With the first line as the start and the line containing "config.canvas.width = 1024;" as the end, write out every line of the records exactly.
══════════
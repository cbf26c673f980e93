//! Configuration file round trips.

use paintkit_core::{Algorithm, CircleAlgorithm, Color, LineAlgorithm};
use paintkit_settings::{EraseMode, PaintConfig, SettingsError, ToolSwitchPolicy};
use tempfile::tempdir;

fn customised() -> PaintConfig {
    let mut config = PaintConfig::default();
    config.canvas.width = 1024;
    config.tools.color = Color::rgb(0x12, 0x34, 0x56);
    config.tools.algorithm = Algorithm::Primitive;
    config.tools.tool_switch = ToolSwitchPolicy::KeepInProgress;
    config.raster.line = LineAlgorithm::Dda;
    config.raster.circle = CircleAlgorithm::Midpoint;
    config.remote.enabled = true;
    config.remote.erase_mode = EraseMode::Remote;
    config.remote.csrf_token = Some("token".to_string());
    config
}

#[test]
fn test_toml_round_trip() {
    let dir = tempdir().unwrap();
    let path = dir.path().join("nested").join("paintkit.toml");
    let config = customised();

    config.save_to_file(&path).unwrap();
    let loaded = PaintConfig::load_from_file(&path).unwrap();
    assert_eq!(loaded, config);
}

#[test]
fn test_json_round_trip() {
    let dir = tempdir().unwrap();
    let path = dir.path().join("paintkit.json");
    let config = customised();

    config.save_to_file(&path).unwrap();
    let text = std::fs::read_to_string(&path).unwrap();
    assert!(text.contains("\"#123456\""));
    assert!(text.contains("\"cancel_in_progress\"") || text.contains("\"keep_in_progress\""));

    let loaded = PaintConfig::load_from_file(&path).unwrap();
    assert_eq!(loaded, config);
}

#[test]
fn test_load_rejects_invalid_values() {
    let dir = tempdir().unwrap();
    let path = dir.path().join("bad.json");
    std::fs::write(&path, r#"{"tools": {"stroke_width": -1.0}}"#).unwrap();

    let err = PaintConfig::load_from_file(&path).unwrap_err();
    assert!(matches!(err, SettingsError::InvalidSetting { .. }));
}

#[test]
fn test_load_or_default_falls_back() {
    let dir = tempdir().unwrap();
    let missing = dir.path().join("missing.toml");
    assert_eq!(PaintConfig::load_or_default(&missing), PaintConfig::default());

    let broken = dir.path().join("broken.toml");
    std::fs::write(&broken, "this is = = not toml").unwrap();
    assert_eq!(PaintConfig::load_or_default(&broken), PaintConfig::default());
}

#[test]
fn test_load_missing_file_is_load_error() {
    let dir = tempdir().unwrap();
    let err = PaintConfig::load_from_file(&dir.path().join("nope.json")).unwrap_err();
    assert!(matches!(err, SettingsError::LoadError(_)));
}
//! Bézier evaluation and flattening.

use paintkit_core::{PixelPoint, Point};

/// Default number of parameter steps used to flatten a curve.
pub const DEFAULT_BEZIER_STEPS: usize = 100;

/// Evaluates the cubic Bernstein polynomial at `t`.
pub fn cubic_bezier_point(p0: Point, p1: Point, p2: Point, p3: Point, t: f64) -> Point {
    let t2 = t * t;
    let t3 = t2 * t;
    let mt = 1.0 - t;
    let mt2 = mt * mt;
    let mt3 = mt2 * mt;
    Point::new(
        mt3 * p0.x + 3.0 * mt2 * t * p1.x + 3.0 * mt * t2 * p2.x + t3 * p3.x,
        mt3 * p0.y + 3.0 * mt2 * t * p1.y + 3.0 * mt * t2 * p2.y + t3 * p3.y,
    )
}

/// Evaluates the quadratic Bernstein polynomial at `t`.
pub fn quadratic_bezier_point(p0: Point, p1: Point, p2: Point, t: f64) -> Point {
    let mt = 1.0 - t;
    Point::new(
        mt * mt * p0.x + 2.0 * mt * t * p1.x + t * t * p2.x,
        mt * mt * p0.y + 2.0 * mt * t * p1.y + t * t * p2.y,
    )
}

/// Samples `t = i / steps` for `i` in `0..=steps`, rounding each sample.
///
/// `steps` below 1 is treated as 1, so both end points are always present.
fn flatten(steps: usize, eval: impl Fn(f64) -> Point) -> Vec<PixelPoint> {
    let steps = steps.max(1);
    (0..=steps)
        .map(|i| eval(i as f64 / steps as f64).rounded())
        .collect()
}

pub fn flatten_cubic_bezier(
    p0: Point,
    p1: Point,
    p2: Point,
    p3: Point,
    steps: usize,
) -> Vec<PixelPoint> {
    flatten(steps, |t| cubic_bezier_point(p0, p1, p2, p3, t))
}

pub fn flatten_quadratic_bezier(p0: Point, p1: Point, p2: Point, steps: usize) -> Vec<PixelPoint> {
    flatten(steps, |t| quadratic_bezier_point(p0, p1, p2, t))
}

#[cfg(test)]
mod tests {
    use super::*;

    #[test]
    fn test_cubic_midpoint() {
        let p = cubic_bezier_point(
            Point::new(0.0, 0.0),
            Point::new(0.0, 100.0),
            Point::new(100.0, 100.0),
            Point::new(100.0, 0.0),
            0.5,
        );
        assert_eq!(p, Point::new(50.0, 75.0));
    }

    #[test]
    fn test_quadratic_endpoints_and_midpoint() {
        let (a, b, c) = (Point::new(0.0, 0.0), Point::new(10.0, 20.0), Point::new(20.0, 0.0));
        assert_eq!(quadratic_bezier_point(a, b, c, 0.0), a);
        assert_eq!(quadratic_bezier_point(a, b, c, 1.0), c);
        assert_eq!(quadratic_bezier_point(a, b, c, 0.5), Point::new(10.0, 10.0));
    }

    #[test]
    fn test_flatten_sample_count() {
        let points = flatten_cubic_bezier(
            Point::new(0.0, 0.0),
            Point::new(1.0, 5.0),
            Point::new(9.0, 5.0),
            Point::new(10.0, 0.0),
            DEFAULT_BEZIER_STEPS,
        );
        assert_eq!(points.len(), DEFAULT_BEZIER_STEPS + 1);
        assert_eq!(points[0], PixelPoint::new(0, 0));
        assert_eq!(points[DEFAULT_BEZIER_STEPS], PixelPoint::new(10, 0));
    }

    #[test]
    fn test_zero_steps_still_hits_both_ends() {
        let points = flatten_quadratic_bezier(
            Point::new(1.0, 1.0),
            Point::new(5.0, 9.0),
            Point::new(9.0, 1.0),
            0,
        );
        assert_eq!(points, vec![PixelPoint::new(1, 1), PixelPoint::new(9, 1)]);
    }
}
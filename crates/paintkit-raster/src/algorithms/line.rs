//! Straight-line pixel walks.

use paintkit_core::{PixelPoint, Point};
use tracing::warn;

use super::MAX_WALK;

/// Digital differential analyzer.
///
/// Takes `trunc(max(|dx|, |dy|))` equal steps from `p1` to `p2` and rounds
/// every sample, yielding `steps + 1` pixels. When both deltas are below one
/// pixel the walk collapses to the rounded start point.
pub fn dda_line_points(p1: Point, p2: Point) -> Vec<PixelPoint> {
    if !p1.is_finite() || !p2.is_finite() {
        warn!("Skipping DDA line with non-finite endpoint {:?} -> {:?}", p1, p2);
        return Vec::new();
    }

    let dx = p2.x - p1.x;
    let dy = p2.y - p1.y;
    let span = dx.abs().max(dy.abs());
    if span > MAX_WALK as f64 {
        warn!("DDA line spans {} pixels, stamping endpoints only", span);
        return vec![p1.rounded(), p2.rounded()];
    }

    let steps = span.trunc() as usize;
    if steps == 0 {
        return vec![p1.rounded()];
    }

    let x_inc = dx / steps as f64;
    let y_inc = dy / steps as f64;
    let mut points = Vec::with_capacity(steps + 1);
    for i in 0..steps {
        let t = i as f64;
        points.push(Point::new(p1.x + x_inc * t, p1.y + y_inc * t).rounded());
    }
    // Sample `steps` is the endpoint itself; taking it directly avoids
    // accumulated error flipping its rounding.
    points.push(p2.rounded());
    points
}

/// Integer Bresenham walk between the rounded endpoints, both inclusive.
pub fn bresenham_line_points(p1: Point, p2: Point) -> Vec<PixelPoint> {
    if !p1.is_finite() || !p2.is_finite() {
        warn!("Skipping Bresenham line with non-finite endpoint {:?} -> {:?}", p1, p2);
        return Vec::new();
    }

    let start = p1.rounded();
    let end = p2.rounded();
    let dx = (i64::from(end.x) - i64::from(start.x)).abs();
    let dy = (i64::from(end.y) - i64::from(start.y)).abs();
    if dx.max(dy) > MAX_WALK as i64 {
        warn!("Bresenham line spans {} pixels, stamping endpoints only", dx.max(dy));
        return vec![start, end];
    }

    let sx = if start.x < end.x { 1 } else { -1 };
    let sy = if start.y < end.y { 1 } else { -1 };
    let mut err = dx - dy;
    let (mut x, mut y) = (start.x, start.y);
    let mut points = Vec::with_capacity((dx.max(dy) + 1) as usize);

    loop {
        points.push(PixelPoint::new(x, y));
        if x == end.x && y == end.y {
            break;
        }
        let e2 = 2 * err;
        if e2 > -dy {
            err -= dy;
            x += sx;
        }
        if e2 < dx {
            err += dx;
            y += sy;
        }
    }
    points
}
══════════
EXERCISE RESULT →
repository cbf26c673f980e93
//! Configuration file round trips.

use paintkit_core::{Algorithm, CircleAlgorithm, Color, LineAlgorithm};
use paintkit_settings::{EraseMode, PaintConfig, SettingsError, ToolSwitchPolicy};
use tempfile::tempdir;

fn customised() -> PaintConfig {
    let mut config = PaintConfig::default();
    config.canvas.width = 1024;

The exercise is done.